In 1987, India had reached the Davis Cup final, like it had done twice earlier. But, after reaching the semifinals in 1993, India was taught an unforgettable lesson on grass by the Aussies in Chandigarh, as the team failed to win a single set in five rubbers.

It was also the first time the players fought for their rights, and after negotiations by Ramanathan Krishnan, Dr. Vece Paes and the great captain Naresh Kumar, the AITA under the shrewd leadership of R. K. Khanna agreed to pay ₹20 lakh each to Ramesh and Leander.

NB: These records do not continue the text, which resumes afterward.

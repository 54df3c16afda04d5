//! Core data models used throughout IdeaAvoid.
//!
//! These types mirror the JSON document the catalog is stored in
//! (`camelCase` field names) and the validation payloads returned by the
//! HTTP API.

use chrono::{DateTime, Utc};
use serde::{Deserialize, Serialize};

/// A single business idea record.
///
/// Fields the application does not model are kept in [`extra`](Idea::extra)
/// so that rewriting the catalog document does not drop them.
#[derive(Debug, Clone, Default, Serialize, Deserialize)]
#[serde(rename_all = "camelCase")]
pub struct Idea {
    #[serde(default, skip_serializing_if = "Option::is_none")]
    pub id: Option<u64>,
    #[serde(default)]
    pub name: String,
    #[serde(default)]
    pub description: String,
    #[serde(default)]
    pub pain_points: Vec<String>,
    #[serde(default)]
    pub tags: Vec<String>,
    #[serde(default, skip_serializing_if = "Option::is_none")]
    pub category: Option<String>,
    #[serde(default, skip_serializing_if = "Option::is_none")]
    pub validation: Option<ValidationResult>,
    #[serde(default, skip_serializing_if = "Option::is_none")]
    pub saturation: Option<Saturation>,
    #[serde(flatten)]
    pub extra: serde_json::Map<String, serde_json::Value>,
}

impl Idea {
    /// Builds an unpersisted idea, as submitted for ad-hoc validation.
    pub fn new(name: impl Into<String>, description: impl Into<String>, tags: Vec<String>) -> Self {
        let mut idea = Self {
            name: name.into(),
            description: description.into(),
            tags,
            ..Self::default()
        };
        idea.dedup_tags();
        idea
    }

    /// Brings a freshly deserialized record into canonical shape.
    ///
    /// Older documents use `title` instead of `name`; tags are made unique
    /// case-insensitively (first spelling wins).
    pub fn normalize(&mut self) {
        if self.name.trim().is_empty() {
            if let Some(title) = self.extra.get("title").and_then(|v| v.as_str()) {
                self.name = title.to_string();
            }
        }
        self.dedup_tags();
    }

    fn dedup_tags(&mut self) {
        let mut seen = std::collections::HashSet::new();
        self.tags.retain(|t| {
            let t = t.trim();
            !t.is_empty() && seen.insert(t.to_lowercase())
        });
    }

    /// True once the idea carries both halves of a validation verdict.
    pub fn is_validated(&self) -> bool {
        self.validation.is_some() && self.saturation.is_some()
    }

    /// Stores a validation verdict, always replacing both fields together.
    pub fn apply_outcome(&mut self, outcome: ValidationOutcome) {
        self.validation = Some(outcome.validation);
        self.saturation = Some(outcome.saturation);
    }
}

/// A similar idea reported by the internal validator.
#[derive(Debug, Clone, PartialEq, Serialize, Deserialize)]
pub struct SimilarIdea {
    pub name: String,
    pub score: f64,
}

/// A competitor found by the external search validator.
#[derive(Debug, Clone, PartialEq, Serialize, Deserialize)]
pub struct SearchCompetitor {
    pub name: String,
    pub url: String,
    #[serde(default)]
    pub snippet: String,
}

/// Result of scanning the idea corpus for near-duplicates.
#[derive(Debug, Clone, PartialEq, Serialize, Deserialize)]
#[serde(rename_all = "camelCase")]
pub struct InternalSource {
    pub similar_ideas: usize,
    pub similarity_score: f64,
    #[serde(default)]
    pub competitors: Vec<SimilarIdea>,
    pub last_checked: DateTime<Utc>,
}

/// Result of a web search for competing products.
#[derive(Debug, Clone, PartialEq, Serialize, Deserialize)]
#[serde(rename_all = "camelCase")]
pub struct ExternalSource {
    pub competitor_count: usize,
    pub total_results: usize,
    #[serde(default)]
    pub competitors: Vec<SearchCompetitor>,
    #[serde(default = "default_enabled")]
    pub enabled: bool,
    #[serde(default, skip_serializing_if = "Option::is_none")]
    pub error: Option<String>,
    pub last_checked: DateTime<Utc>,
}

fn default_enabled() -> bool {
    true
}

impl ExternalSource {
    /// The placeholder returned when external search is switched off.
    pub fn disabled(now: DateTime<Utc>) -> Self {
        Self {
            competitor_count: 0,
            total_results: 0,
            competitors: Vec::new(),
            enabled: false,
            error: None,
            last_checked: now,
        }
    }

    /// A zero-count result carrying the failure message.
    pub fn failed(message: impl Into<String>, now: DateTime<Utc>) -> Self {
        Self {
            competitor_count: 0,
            total_results: 0,
            competitors: Vec::new(),
            enabled: true,
            error: Some(message.into()),
            last_checked: now,
        }
    }
}

/// One validation source's output, tagged by `source` in JSON.
#[derive(Debug, Clone, PartialEq, Serialize, Deserialize)]
#[serde(tag = "source", rename_all = "snake_case")]
pub enum SourceResult {
    InternalDatabase(InternalSource),
    #[serde(alias = "google")]
    ExternalSearch(ExternalSource),
}

impl SourceResult {
    /// The competitor count this source reports on its own.
    pub fn competitor_count(&self) -> usize {
        match self {
            SourceResult::InternalDatabase(s) => s.similar_ideas,
            SourceResult::ExternalSearch(s) => s.competitor_count,
        }
    }

    /// Whether this source counts towards aggregation.
    pub fn contributes(&self) -> bool {
        match self {
            SourceResult::InternalDatabase(_) => true,
            SourceResult::ExternalSearch(s) => s.enabled,
        }
    }

    pub fn last_checked(&self) -> DateTime<Utc> {
        match self {
            SourceResult::InternalDatabase(s) => s.last_checked,
            SourceResult::ExternalSearch(s) => s.last_checked,
        }
    }
}

/// Combined score over every contributing source.
#[derive(Debug, Clone, PartialEq, Serialize, Deserialize)]
#[serde(rename_all = "camelCase")]
pub struct AggregatedScore {
    pub total_competitors: usize,
    #[serde(default)]
    pub avg_similarity: f64,
    pub confidence: f64,
    pub sources_count: usize,
}

#[derive(Debug, Clone, Copy, PartialEq, Eq, Serialize, Deserialize)]
#[serde(rename_all = "lowercase")]
pub enum ValidationStatus {
    Verified,
    Pending,
    Unverified,
}

impl ValidationStatus {
    pub fn as_str(&self) -> &'static str {
        match self {
            ValidationStatus::Verified => "verified",
            ValidationStatus::Pending => "pending",
            ValidationStatus::Unverified => "unverified",
        }
    }
}

#[derive(Debug, Clone, PartialEq, Serialize, Deserialize)]
#[serde(rename_all = "camelCase")]
pub struct ValidationResult {
    pub sources: Vec<SourceResult>,
    pub aggregated_score: AggregatedScore,
    pub status: ValidationStatus,
}

#[derive(Debug, Clone, Copy, PartialEq, Eq, PartialOrd, Ord, Hash, Serialize, Deserialize)]
#[serde(rename_all = "lowercase")]
pub enum SaturationLevel {
    Low,
    Medium,
    High,
}

impl SaturationLevel {
    pub fn as_str(&self) -> &'static str {
        match self {
            SaturationLevel::Low => "low",
            SaturationLevel::Medium => "medium",
            SaturationLevel::High => "high",
        }
    }
}

#[derive(Debug, Clone, Copy, PartialEq, Eq, PartialOrd, Ord, Serialize, Deserialize)]
pub enum MarketType {
    #[serde(rename = "blue ocean")]
    BlueOcean,
    #[serde(rename = "red ocean")]
    RedOcean,
}

impl MarketType {
    pub fn as_str(&self) -> &'static str {
        match self {
            MarketType::BlueOcean => "blue ocean",
            MarketType::RedOcean => "red ocean",
        }
    }
}

/// Heuristic crowding verdict derived from a competitor count.
#[derive(Debug, Clone, PartialEq, Serialize, Deserialize)]
#[serde(rename_all = "camelCase")]
pub struct Saturation {
    pub level: SaturationLevel,
    pub competitor_count: usize,
    pub market_type: MarketType,
    pub tam: String,
    pub last_verified: DateTime<Utc>,
}

/// The validation/saturation pair produced by one aggregation run.
#[derive(Debug, Clone, PartialEq, Serialize, Deserialize)]
pub struct ValidationOutcome {
    pub validation: ValidationResult,
    pub saturation: Saturation,
}
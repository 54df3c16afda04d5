//! Page fetchers: how a results page is retrieved.

use async_trait::async_trait;
use std::time::Duration;
use thiserror::Error;

#[derive(Debug, Error)]
pub enum SearchError {
    #[error("failed to launch browser: {0}")]
    Launch(String),
    #[error("navigation to {url} failed: {details}")]
    Navigation { url: String, details: String },
    #[error("navigation to {url} timed out after {secs}s")]
    Timeout { url: String, secs: u64 },
    #[error("search engine returned HTTP {0}")]
    Status(u16),
    #[error("request failed: {0}")]
    Http(#[from] reqwest::Error),
    #[error("invalid search URL: {0}")]
    Url(String),
    #[error("browser error: {0}")]
    Browser(String),
}

/// Retrieves the rendered HTML of a search results page.
#[async_trait]
pub trait PageFetcher: Send + Sync {
    async fn fetch(&self, url: &str) -> Result<String, SearchError>;

    /// Releases any long-lived resources. Idempotent.
    async fn shutdown(&self) {}
}

/// Plain HTTP GET. No JavaScript, so engines that render results
/// client-side yield an empty page.
pub struct HttpFetcher {
    client: reqwest::Client,
}

impl HttpFetcher {
    pub fn new(user_agent: &str, timeout: Duration) -> Result<Self, SearchError> {
        let client = reqwest::Client::builder()
            .user_agent(user_agent)
            .timeout(timeout)
            .build()?;
        Ok(Self { client })
    }
}

#[async_trait]
impl PageFetcher for HttpFetcher {
    async fn fetch(&self, url: &str) -> Result<String, SearchError> {
        let resp = self.client.get(url).send().await?;
        let status = resp.status();
        if !status.is_success() {
            return Err(SearchError::Status(status.as_u16()));
        }
        Ok(resp.text().await?)
    }
}
//! Append-only log of user-submitted corrections.
//!
//! Contributions are stored as `{ "contributions": [...] }` and are never
//! fed back into validation. Every append rewrites the file under a
//! process-local lock.

use anyhow::{Context, Result};
use chrono::{DateTime, Utc};
use serde::{Deserialize, Serialize};
use std::path::{Path, PathBuf};
use std::sync::Mutex;

use crate::repository::write_json_atomic;

/// `ideaId` as submitted: clients send either a number or a string.
#[derive(Debug, Clone, PartialEq, Eq, Serialize, Deserialize)]
#[serde(untagged)]
pub enum IdeaRef {
    Number(u64),
    Text(String),
}

impl IdeaRef {
    /// Zero and the empty string count as absent.
    fn present(self) -> Option<Self> {
        match &self {
            IdeaRef::Number(0) => None,
            IdeaRef::Text(s) if s.trim().is_empty() => None,
            _ => Some(self),
        }
    }

    pub fn matches(&self, value: &str) -> bool {
        match self {
            IdeaRef::Number(n) => n.to_string() == value,
            IdeaRef::Text(s) => s == value,
        }
    }
}

#[derive(Debug, Clone, PartialEq, Serialize, Deserialize)]
#[serde(tag = "type", rename_all = "lowercase")]
pub enum ContributionKind {
    #[serde(rename_all = "camelCase")]
    Verification {
        exists: Option<bool>,
        #[serde(default)]
        competitor_links: Vec<String>,
    },
    #[serde(rename_all = "camelCase")]
    Competitor {
        #[serde(default)]
        competitor_name: String,
        #[serde(default)]
        competitor_link: String,
    },
    #[serde(rename_all = "camelCase")]
    Saturation {
        saturation_level: Option<String>,
        competitor_count: Option<u64>,
    },
}

#[derive(Debug, Clone, PartialEq, Serialize, Deserialize)]
#[serde(rename_all = "camelCase")]
pub struct Contribution {
    pub id: String,
    #[serde(flatten)]
    pub kind: ContributionKind,
    pub idea_id: Option<IdeaRef>,
    #[serde(default)]
    pub idea_name: String,
    #[serde(default)]
    pub notes: String,
    pub timestamp: DateTime<Utc>,
    #[serde(default)]
    pub ip: Option<String>,
}

/// Fields shared by every submission.
#[derive(Debug, Clone, Default, Deserialize)]
#[serde(rename_all = "camelCase")]
pub struct Submission {
    #[serde(default)]
    pub idea_id: Option<IdeaRef>,
    #[serde(default)]
    pub idea_name: Option<String>,
    #[serde(default)]
    pub notes: Option<String>,
}

impl Contribution {
    /// Builds a new entry, or `None` when the submission names no idea.
    pub fn new(
        submission: Submission,
        kind: ContributionKind,
        ip: Option<String>,
    ) -> Option<Self> {
        let idea_id = submission.idea_id.and_then(IdeaRef::present);
        let idea_name = submission
            .idea_name
            .filter(|n| !n.trim().is_empty())
            .unwrap_or_default();
        if idea_id.is_none() && idea_name.is_empty() {
            return None;
        }
        Some(Self {
            id: uuid::Uuid::new_v4().to_string(),
            kind,
            idea_id,
            idea_name,
            notes: submission.notes.unwrap_or_default(),
            timestamp: Utc::now(),
            ip,
        })
    }

    /// True when the entry's id equals `value` or its name contains it.
    pub fn concerns(&self, value: &str) -> bool {
        self.idea_id.as_ref().is_some_and(|id| id.matches(value))
            || self.idea_name.contains(value)
    }
}

#[derive(Debug, Default, Serialize, Deserialize)]
struct LogFile {
    #[serde(default)]
    contributions: Vec<Contribution>,
}

pub struct ContributionLog {
    path: PathBuf,
    lock: Mutex<()>,
}

impl ContributionLog {
    pub fn new(path: impl Into<PathBuf>) -> Self {
        Self {
            path: path.into(),
            lock: Mutex::new(()),
        }
    }

    pub fn path(&self) -> &Path {
        &self.path
    }

    fn load(&self) -> Result<LogFile> {
        if !self.path.exists() {
            return Ok(LogFile::default());
        }
        let content = std::fs::read_to_string(&self.path)
            .with_context(|| format!("Failed to read contributions: {}", self.path.display()))?;
        serde_json::from_str(&content)
            .with_context(|| format!("Failed to parse contributions: {}", self.path.display()))
    }

    pub fn append(&self, contribution: Contribution) -> Result<Contribution> {
        let _guard = self.lock.lock().unwrap_or_else(|p| p.into_inner());
        let mut log = self.load()?;
        log.contributions.push(contribution.clone());
        write_json_atomic(&self.path, &log)?;
        tracing::info!(id = %contribution.id, "recorded contribution");
        Ok(contribution)
    }

    pub fn all(&self) -> Result<Vec<Contribution>> {
        let _guard = self.lock.lock().unwrap_or_else(|p| p.into_inner());
        Ok(self.load()?.contributions)
    }

    pub fn for_idea(&self, value: &str) -> Result<Vec<Contribution>> {
        Ok(self
            .all()?
            .into_iter()
            .filter(|c| c.concerns(value))
            .collect())
    }
}
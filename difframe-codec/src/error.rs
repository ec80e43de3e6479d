//! Codec error types.

use thiserror::Error;

/// Result type for codec operations.
pub type Result<T> = std::result::Result<T, Error>;

/// Codec error types.
#[derive(Error, Debug, Clone, PartialEq, Eq)]
pub enum Error {
    /// The byte stream cannot be decoded into the requested pixels.
    #[error("corrupt stream at byte {offset}: {reason}")]
    CorruptStream {
        /// Byte offset at which decoding failed.
        offset: usize,
        /// What went wrong.
        reason: String,
    },

    /// Word size or compression not handled by the codec.
    #[error("unsupported encoding: {0}")]
    UnsupportedEncoding(String),
}

impl Error {
    pub(crate) fn corrupt(offset: usize, reason: impl Into<String>) -> Self {
        Self::CorruptStream {
            offset,
            reason: reason.into(),
        }
    }
}
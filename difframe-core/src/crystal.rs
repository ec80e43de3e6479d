//! Unit cell and crystal orientation.

use crate::error::{Error, Result};
use crate::math::{require_orthonormal, Mat3, Vec3};
use crate::scan_varying::Interpolate;

#[cfg(feature = "serde")]
use serde::{Deserialize, Serialize};

/// Direct-space cell parameters: lengths in Å, angles in degrees.
#[derive(Debug, Clone, Copy, PartialEq)]
#[cfg_attr(feature = "serde", derive(Serialize, Deserialize))]
#[cfg_attr(feature = "serde", serde(try_from = "[f64; 6]", into = "[f64; 6]"))]
pub struct UnitCell {
    a: f64,
    b: f64,
    c: f64,
    alpha: f64,
    beta: f64,
    gamma: f64,
}

impl UnitCell {
    /// Creates a cell from `(a, b, c, alpha, beta, gamma)`.
    ///
    /// # Errors
    /// Returns `InvalidModel` for non-positive lengths, angles outside
    /// `(0, 180)` or a combination of angles that encloses no volume.
    pub fn new(a: f64, b: f64, c: f64, alpha: f64, beta: f64, gamma: f64) -> Result<Self> {
        let lengths_ok = [a, b, c].iter().all(|v| v.is_finite() && *v > 0.0);
        let angles_ok = [alpha, beta, gamma]
            .iter()
            .all(|v| v.is_finite() && *v > 0.0 && *v < 180.0);
        if !lengths_ok || !angles_ok {
            return Err(Error::InvalidModel(format!(
                "invalid unit cell ({a}, {b}, {c}, {alpha}, {beta}, {gamma})"
            )));
        }
        let cell = Self {
            a,
            b,
            c,
            alpha,
            beta,
            gamma,
        };
        if cell.volume_factor() <= 0.0 {
            return Err(Error::InvalidModel(format!(
                "unit cell angles ({alpha}, {beta}, {gamma}) enclose no volume"
            )));
        }
        Ok(cell)
    }

    /// Recovers a cell from a direct-space metric tensor `G`.
    ///
    /// # Errors
    /// Returns `InvalidModel` if `G` is not a valid metric.
    pub fn from_metric(g: &Mat3) -> Result<Self> {
        let (a2, b2, c2) = (g[(0, 0)], g[(1, 1)], g[(2, 2)]);
        if a2 <= 0.0 || b2 <= 0.0 || c2 <= 0.0 {
            return Err(Error::InvalidModel(format!(
                "metric tensor has non-positive diagonal: {g:?}"
            )));
        }
        let (a, b, c) = (a2.sqrt(), b2.sqrt(), c2.sqrt());
        let angle = |cos: f64| cos.clamp(-1.0, 1.0).acos().to_degrees();
        Self::new(
            a,
            b,
            c,
            angle(g[(1, 2)] / (b * c)),
            angle(g[(0, 2)] / (a * c)),
            angle(g[(0, 1)] / (a * b)),
        )
    }

    /// `(a, b, c, alpha, beta, gamma)`.
    #[must_use]
    pub fn parameters(&self) -> [f64; 6] {
        [self.a, self.b, self.c, self.alpha, self.beta, self.gamma]
    }

    fn cosines(&self) -> (f64, f64, f64) {
        (
            self.alpha.to_radians().cos(),
            self.beta.to_radians().cos(),
            self.gamma.to_radians().cos(),
        )
    }

    fn volume_factor(&self) -> f64 {
        let (ca, cb, cg) = self.cosines();
        1.0 - ca * ca - cb * cb - cg * cg + 2.0 * ca * cb * cg
    }

    /// Cell volume in Å³.
    #[must_use]
    pub fn volume(&self) -> f64 {
        self.a * self.b * self.c * self.volume_factor().max(0.0).sqrt()
    }

    /// Direct-space metric tensor `G = OᵀO`.
    #[must_use]
    pub fn metric(&self) -> Mat3 {
        let o = self.orthogonalization_matrix();
        o.transpose() * o
    }

    /// Orthogonalization matrix `O`, with `a` along x and `b` in the xy plane.
    ///
    /// Columns are the direct-space cell vectors in Cartesian coordinates.
    #[must_use]
    pub fn orthogonalization_matrix(&self) -> Mat3 {
        let (ca, cb, cg) = self.cosines();
        let sg = self.gamma.to_radians().sin();
        Mat3::new(
            self.a,
            self.b * cg,
            self.c * cb,
            0.0,
            self.b * sg,
            self.c * (ca - cb * cg) / sg,
            0.0,
            0.0,
            self.volume() / (self.a * self.b * sg),
        )
    }

    /// Fractionalization matrix `F = O⁻¹`.
    #[must_use]
    pub fn fractionalization_matrix(&self) -> Mat3 {
        // O is upper triangular with a positive diagonal for any valid cell.
        self.orthogonalization_matrix()
            .try_inverse()
            .unwrap_or_else(Mat3::zeros)
    }

    /// Reciprocal basis `B = Fᵀ`; its columns are `a*`, `b*`, `c*`.
    #[must_use]
    pub fn b_matrix(&self) -> Mat3 {
        self.fractionalization_matrix().transpose()
    }

    /// Interplanar spacing `d` (Å) of reflection `hkl`.
    #[must_use]
    pub fn d_spacing(&self, hkl: [i32; 3]) -> f64 {
        let h = Vec3::new(f64::from(hkl[0]), f64::from(hkl[1]), f64::from(hkl[2]));
        1.0 / (self.b_matrix() * h).norm()
    }
}

impl TryFrom<[f64; 6]> for UnitCell {
    type Error = Error;

    fn try_from(p: [f64; 6]) -> Result<Self> {
        Self::new(p[0], p[1], p[2], p[3], p[4], p[5])
    }
}

impl From<UnitCell> for [f64; 6] {
    fn from(cell: UnitCell) -> Self {
        cell.parameters()
    }
}

/// A crystal: unit cell, orientation and space group.
///
/// The setting matrix `A = U·B` maps Miller indices to lab-frame reciprocal
/// lattice vectors at zero rotation.
#[derive(Debug, Clone, PartialEq)]
#[cfg_attr(feature = "serde", derive(Serialize, Deserialize))]
#[cfg_attr(feature = "serde", serde(try_from = "CrystalLayout"))]
pub struct Crystal {
    u: Mat3,
    unit_cell: UnitCell,
    space_group: String,
}

#[cfg(feature = "serde")]
#[derive(Deserialize)]
struct CrystalLayout {
    u: Mat3,
    unit_cell: UnitCell,
    space_group: String,
}

#[cfg(feature = "serde")]
impl TryFrom<CrystalLayout> for Crystal {
    type Error = Error;

    fn try_from(layout: CrystalLayout) -> Result<Self> {
        Self::new(layout.u, layout.unit_cell, layout.space_group)
    }
}

impl Crystal {
    /// Creates a crystal from an orientation matrix and cell.
    ///
    /// # Errors
    /// Returns `InvalidModel` if `u` is not a proper rotation.
    pub fn new(u: Mat3, unit_cell: UnitCell, space_group: impl Into<String>) -> Result<Self> {
        require_orthonormal(&u, "crystal orientation U")?;
        Ok(Self {
            u,
            unit_cell,
            space_group: space_group.into(),
        })
    }

    /// Decomposes a setting matrix into orientation and cell.
    ///
    /// The cell comes from the reciprocal metric `G* = AᵀA`; then
    /// `U = A·B⁻¹`.
    ///
    /// # Errors
    /// Returns `InvalidModel` if `A` is singular or left-handed.
    pub fn from_a_matrix(a: &Mat3, space_group: impl Into<String>) -> Result<Self> {
        let reciprocal_metric = a.transpose() * a;
        let metric = reciprocal_metric
            .try_inverse()
            .ok_or_else(|| Error::InvalidModel("setting matrix A is singular".to_string()))?;
        let unit_cell = UnitCell::from_metric(&metric)?;
        let b_inverse = unit_cell.orthogonalization_matrix().transpose();
        Self::new(a * b_inverse, unit_cell, space_group)
    }

    #[must_use]
    pub fn u_matrix(&self) -> Mat3 {
        self.u
    }

    #[must_use]
    pub fn b_matrix(&self) -> Mat3 {
        self.unit_cell.b_matrix()
    }

    /// `A = U·B`.
    #[must_use]
    pub fn a_matrix(&self) -> Mat3 {
        self.u * self.unit_cell.b_matrix()
    }

    #[must_use]
    pub fn unit_cell(&self) -> &UnitCell {
        &self.unit_cell
    }

    #[must_use]
    pub fn space_group(&self) -> &str {
        &self.space_group
    }

    /// Lab-frame direct-space vectors `[a, b, c]` at zero rotation.
    #[must_use]
    pub fn real_space_vectors(&self) -> [Vec3; 3] {
        let direct = self.u * self.unit_cell.orthogonalization_matrix();
        [
            direct.column(0).into_owned(),
            direct.column(1).into_owned(),
            direct.column(2).into_owned(),
        ]
    }

    /// Rotates the orientation by a lab-frame rotation.
    ///
    /// # Errors
    /// Returns `InvalidModel` if `rotation` is not a proper rotation.
    pub fn rotated(&self, rotation: &Mat3) -> Result<Self> {
        require_orthonormal(rotation, "crystal rotation")?;
        Self::new(rotation * self.u, self.unit_cell, self.space_group.clone())
    }
}

impl Interpolate for Crystal {
    /// Interpolates `A` and re-derives cell and orientation.
    fn interpolate(&self, other: &Self, t: f64) -> Result<Self> {
        let a = self.a_matrix() + (other.a_matrix() - self.a_matrix()) * t;
        Self::from_a_matrix(&a, self.space_group.clone())
    }
}

#[cfg(test)]
mod tests {
    use super::*;
    use crate::math::rotation_about;
    use approx::assert_relative_eq;

    fn monoclinic() -> UnitCell {
        UnitCell::new(50.0, 60.0, 70.0, 90.0, 105.0, 90.0).unwrap()
    }

    #[test]
    fn test_cubic_cell() {
        let cell = UnitCell::new(10.0, 10.0, 10.0, 90.0, 90.0, 90.0).unwrap();
        assert_relative_eq!(cell.volume(), 1000.0, epsilon = 1e-9);
        assert_relative_eq!(cell.b_matrix(), Mat3::identity() * 0.1, epsilon = 1e-12);
        assert_relative_eq!(cell.d_spacing([1, 1, 0]), 10.0 / 2.0_f64.sqrt(), epsilon = 1e-12);
    }

    #[test]
    fn test_invalid_cells() {
        assert!(UnitCell::new(0.0, 1.0, 1.0, 90.0, 90.0, 90.0).is_err());
        assert!(UnitCell::new(1.0, 1.0, 1.0, 180.0, 90.0, 90.0).is_err());
        assert!(UnitCell::new(1.0, 1.0, 1.0, 120.0, 120.0, 120.0).is_err());
    }

    #[test]
    fn test_reciprocal_metric_matches_b() {
        let cell = monoclinic();
        let b = cell.b_matrix();
        let g_star = b.transpose() * b;
        let g = g_star.try_inverse().unwrap();
        assert_relative_eq!(g, cell.metric(), max_relative = 1e-9);
        let back = UnitCell::from_metric(&g).unwrap();
        for (x, y) in back.parameters().iter().zip(cell.parameters()) {
            assert_relative_eq!(*x, y, epsilon = 1e-9);
        }
    }

    #[test]
    fn test_from_a_matrix_recovers_u_and_cell() {
        let u = rotation_about(&Vec3::new(1.0, 2.0, 3.0), 37.0);
        let crystal = Crystal::new(u, monoclinic(), "P 1 2 1").unwrap();
        let copy = Crystal::from_a_matrix(&crystal.a_matrix(), "P 1 2 1").unwrap();
        assert_relative_eq!(copy.u_matrix(), u, epsilon = 1e-9);
        for (x, y) in copy.unit_cell().parameters().iter().zip(monoclinic().parameters()) {
            assert_relative_eq!(*x, y, epsilon = 1e-8);
        }
        assert_eq!(copy.space_group(), "P 1 2 1");
    }

    #[test]
    fn test_from_a_matrix_rejects_singular() {
        assert!(Crystal::from_a_matrix(&Mat3::zeros(), "P 1").is_err());
        let mut flipped = Mat3::identity() * 0.1;
        flipped[(0, 0)] = -0.1;
        assert!(Crystal::from_a_matrix(&flipped, "P 1").is_err());
    }

    #[test]
    fn test_interpolate_rotation() {
        let cell = monoclinic();
        let a = Crystal::new(Mat3::identity(), cell, "P 2").unwrap();
        let b = Crystal::new(rotation_about(&Vec3::z(), 2.0), cell, "P 2").unwrap();
        let mid = a.interpolate(&b, 0.5).unwrap();
        // A small rotation interpolates to (nearly) the half rotation.
        let half = rotation_about(&Vec3::z(), 1.0);
        assert_relative_eq!(mid.u_matrix(), half, epsilon = 1e-3);
        for (x, y) in mid.unit_cell().parameters().iter().zip(cell.parameters()) {
            assert_relative_eq!(*x, y, max_relative = 1e-3);
        }
    }

    #[test]
    fn test_interpolate_through_singular_setting_fails() {
        let cell = UnitCell::new(10.0, 10.0, 10.0, 90.0, 90.0, 90.0).unwrap();
        let a = Crystal::new(Mat3::identity(), cell, "P 1").unwrap();
        let b = Crystal::new(rotation_about(&Vec3::z(), 180.0), cell, "P 1").unwrap();
        // half way the x and y rows of A cancel
        assert!(matches!(a.interpolate(&b, 0.5), Err(Error::InvalidModel(_))));
        assert!(a.interpolate(&b, 0.25).is_ok());
    }

    #[test]
    fn test_real_space_vectors() {
        let cell = UnitCell::new(10.0, 20.0, 30.0, 90.0, 90.0, 90.0).unwrap();
        let crystal = Crystal::new(Mat3::identity(), cell, "P 1").unwrap();
        let [a, b, c] = crystal.real_space_vectors();
        assert_relative_eq!(a, Vec3::new(10.0, 0.0, 0.0), epsilon = 1e-12);
        assert_relative_eq!(b, Vec3::new(0.0, 20.0, 0.0), epsilon = 1e-12);
        assert_relative_eq!(c, Vec3::new(0.0, 0.0, 30.0), epsilon = 1e-12);
    }
}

It was big money in 1993, even for the professional tennis players, who were investing a lot in their game.

With Bopanna stepping it up and winning the French Open mixed doubles with Gabriela Dabrowski of Canada last year, and looking good for more, there is plenty of promise.


Many private tennis academies have sprouted in India. This one in Bengaluru has been promoted by tennis star Rohan Bopanna. However, the Government is not showing enough interest to lay public courts and make the game affordable to all.   -  K. BHAGYA PRAKASH


Bopanna and Sania had their hands firmly on the Olympic medal in mixed doubles in Rio with a commanding performance in the semifinals against Venus Williams and Rajeev Ram before they crumbled. The Czech pair of Radek Stepanek and Lucie Hradecka proved too good in the bronze play-off.

Yuki Bhambri, Ramkumar Ramanathan and Prajnesh Gunneswaran, along with Saketh Myneni, have stepped it up repeatedly on the ATP circuit. Sriram Balaji and Vishnu Vardhan have tried to break into the big league by entering Wimbledon, while Divij Sharan and Purav Raja along with Jeevan Nedunchezhiyan have become regular on the ATP and Grand Slam circuits, albeit in doubles.

Ankita Raina broke through by winning the women’s singles bronze at the Asian Games in Palembang, a rare feat after Sania Mirza had won eight medals in four Games, including two gold and an imcomparable silver when she blasted Li Na off the court in the semifinals in Doha.

There is Karman Kaur Thandi providing a big hope for Indian women’s tennis. The juniors do not figure in the top-100 of the world any more and that is cause for concern, after Zeel Desai, Mahak Jain and Mihika Yadav did well to be in or around the top-30 last year.

It is a miracle that despite all the neglect, Indian tennis is staying healthy. If the government steps in to lay hundreds of thousands of tennis courts around the country, we can definitely have a Grand Slam singles champion. China and Japan have shown the way. We need to just copy a bit, the good habits.